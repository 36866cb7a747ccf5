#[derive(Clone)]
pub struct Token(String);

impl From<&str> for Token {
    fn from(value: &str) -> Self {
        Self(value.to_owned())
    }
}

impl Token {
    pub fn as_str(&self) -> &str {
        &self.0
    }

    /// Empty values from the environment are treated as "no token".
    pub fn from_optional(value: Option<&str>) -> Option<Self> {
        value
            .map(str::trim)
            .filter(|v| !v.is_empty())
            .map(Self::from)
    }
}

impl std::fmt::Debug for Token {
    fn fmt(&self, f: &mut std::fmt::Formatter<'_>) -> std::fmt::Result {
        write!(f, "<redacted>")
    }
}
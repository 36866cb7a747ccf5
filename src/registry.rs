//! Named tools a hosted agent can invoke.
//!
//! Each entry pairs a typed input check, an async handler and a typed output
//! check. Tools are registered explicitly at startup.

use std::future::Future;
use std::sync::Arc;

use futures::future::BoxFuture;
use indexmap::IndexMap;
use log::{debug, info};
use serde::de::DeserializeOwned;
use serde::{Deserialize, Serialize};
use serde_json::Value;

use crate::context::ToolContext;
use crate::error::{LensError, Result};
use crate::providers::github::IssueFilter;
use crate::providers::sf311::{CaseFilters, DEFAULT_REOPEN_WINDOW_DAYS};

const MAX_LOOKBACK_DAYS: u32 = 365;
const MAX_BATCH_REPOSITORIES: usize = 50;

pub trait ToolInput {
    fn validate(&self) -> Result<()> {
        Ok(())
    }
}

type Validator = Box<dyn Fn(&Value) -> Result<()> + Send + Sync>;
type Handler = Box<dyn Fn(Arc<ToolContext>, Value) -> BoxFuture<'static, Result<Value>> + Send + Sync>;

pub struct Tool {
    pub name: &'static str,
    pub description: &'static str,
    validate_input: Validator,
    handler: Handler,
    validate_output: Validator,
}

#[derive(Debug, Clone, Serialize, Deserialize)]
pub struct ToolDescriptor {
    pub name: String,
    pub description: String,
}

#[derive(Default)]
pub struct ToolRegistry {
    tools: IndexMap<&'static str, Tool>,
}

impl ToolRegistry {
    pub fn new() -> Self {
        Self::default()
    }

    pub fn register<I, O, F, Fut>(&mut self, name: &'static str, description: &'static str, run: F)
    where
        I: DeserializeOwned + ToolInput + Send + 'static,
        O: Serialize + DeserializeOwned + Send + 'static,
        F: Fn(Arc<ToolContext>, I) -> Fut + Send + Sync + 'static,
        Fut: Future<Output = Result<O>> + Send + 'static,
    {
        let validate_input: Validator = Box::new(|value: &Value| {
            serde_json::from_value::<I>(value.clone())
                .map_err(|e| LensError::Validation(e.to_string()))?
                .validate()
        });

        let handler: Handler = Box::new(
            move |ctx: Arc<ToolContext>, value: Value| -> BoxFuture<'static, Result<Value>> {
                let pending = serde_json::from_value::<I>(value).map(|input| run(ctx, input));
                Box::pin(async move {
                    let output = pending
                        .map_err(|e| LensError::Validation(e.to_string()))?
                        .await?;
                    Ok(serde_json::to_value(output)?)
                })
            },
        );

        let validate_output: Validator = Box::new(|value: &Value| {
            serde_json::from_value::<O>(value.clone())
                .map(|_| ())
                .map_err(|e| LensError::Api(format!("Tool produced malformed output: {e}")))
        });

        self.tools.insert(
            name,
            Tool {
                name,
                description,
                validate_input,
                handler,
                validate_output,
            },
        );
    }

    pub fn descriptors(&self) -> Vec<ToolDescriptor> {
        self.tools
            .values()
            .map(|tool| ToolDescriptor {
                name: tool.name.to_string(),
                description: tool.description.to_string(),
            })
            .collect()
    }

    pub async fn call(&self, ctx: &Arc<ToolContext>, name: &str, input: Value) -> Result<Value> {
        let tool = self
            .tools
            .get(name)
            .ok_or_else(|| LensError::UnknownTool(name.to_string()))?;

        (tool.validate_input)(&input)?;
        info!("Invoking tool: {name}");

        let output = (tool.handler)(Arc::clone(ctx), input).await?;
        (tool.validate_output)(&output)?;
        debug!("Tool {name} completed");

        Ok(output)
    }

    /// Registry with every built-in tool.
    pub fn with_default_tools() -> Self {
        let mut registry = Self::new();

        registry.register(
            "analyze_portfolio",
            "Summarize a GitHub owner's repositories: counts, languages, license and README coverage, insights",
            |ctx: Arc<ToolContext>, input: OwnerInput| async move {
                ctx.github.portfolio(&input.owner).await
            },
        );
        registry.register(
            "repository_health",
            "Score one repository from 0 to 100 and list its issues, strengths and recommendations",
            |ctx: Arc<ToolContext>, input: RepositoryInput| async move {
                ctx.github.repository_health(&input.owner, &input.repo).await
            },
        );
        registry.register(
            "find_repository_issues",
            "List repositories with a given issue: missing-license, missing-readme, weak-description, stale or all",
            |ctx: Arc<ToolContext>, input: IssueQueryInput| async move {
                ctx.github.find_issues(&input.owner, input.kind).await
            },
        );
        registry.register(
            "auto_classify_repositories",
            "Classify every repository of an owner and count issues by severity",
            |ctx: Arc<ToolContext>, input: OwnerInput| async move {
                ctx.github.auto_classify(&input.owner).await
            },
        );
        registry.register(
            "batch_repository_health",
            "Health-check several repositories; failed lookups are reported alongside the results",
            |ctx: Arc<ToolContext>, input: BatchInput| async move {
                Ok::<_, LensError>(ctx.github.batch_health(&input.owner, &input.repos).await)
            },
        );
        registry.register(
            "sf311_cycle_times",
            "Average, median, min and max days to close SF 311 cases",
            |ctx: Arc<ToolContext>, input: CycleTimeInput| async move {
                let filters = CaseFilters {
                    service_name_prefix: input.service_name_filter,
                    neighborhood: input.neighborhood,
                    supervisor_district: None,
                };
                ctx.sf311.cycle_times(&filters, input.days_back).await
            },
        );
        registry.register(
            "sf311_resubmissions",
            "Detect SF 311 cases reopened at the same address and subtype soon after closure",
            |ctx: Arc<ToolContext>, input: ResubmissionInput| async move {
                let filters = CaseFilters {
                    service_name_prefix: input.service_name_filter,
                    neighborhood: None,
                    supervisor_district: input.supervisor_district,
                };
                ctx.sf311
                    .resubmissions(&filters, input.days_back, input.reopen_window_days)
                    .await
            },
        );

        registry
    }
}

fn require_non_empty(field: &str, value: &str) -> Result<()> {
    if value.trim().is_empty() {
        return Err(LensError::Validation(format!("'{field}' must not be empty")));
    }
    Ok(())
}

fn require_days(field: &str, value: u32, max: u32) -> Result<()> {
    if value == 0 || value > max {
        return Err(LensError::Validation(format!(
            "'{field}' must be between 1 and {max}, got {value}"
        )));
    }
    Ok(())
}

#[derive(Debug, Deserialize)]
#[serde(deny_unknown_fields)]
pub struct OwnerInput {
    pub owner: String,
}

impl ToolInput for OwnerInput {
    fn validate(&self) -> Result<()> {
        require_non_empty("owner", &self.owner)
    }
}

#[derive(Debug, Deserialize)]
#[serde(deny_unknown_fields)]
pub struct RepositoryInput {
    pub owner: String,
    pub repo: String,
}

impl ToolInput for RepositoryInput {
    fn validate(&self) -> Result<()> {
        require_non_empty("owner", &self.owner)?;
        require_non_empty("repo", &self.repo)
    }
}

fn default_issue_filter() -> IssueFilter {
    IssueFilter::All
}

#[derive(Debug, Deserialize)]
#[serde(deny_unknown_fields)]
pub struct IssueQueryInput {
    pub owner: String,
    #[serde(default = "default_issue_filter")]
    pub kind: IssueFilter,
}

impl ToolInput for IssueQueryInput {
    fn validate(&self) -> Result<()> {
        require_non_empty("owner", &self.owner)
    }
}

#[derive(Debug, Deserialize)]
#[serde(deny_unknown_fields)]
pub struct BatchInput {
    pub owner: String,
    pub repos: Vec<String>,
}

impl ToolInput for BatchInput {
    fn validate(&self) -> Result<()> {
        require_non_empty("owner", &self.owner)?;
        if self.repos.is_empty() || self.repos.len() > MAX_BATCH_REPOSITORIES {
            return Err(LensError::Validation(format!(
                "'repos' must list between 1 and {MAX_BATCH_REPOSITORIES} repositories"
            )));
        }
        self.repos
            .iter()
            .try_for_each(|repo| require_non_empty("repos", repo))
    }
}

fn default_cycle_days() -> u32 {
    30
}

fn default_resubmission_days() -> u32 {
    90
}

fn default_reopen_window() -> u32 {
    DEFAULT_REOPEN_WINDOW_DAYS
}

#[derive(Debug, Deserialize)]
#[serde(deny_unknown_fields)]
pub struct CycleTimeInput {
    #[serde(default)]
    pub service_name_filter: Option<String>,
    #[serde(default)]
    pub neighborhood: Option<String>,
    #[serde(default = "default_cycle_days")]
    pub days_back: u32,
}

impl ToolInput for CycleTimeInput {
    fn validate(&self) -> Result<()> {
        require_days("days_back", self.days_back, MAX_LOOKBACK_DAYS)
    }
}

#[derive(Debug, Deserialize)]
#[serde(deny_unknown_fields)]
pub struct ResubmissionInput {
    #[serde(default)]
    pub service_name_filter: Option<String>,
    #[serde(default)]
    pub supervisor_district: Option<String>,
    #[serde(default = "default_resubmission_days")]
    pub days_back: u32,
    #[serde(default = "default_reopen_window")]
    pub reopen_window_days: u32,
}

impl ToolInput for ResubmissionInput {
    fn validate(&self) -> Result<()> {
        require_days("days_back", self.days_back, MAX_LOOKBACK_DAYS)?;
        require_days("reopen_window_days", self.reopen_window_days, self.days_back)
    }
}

═══

▸ Work to be completed: All that should appear in the response is the run of lines from the first line of the entries through the line containing "use serde_json::Value;", copied exactly.

▸ Result of this exercise:
repository 36866cb7a747ccf5
#[derive(Clone)]
pub struct Token(String);

impl From<&str> for Token {
    fn from(value: &str) -> Self {
        Self(value.to_owned())
    }
}

impl Token {
    pub fn as_str(&self) -> &str {
        &self.0
    }

    /// Empty values from the environment are treated as "no token".
    pub fn from_optional(value: Option<&str>) -> Option<Self> {
        value
            .map(str::trim)
            .filter(|v| !v.is_empty())
            .map(Self::from)
    }
}

impl std::fmt::Debug for Token {
    fn fmt(&self, f: &mut std::fmt::Formatter<'_>) -> std::fmt::Result {
        write!(f, "<redacted>")
    }
}
repository 36866cb7a747ccf5
filename src/registry.rs
//! Named tools a hosted agent can invoke.
//!
//! Each entry pairs a typed input check, an async handler and a typed output
//! check. Tools are registered explicitly at startup.

use std::future::Future;
use std::sync::Arc;

use futures::future::BoxFuture;
use indexmap::IndexMap;
use log::{debug, info};
use serde::de::DeserializeOwned;
use serde::{Deserialize, Serialize};
use serde_json::Value;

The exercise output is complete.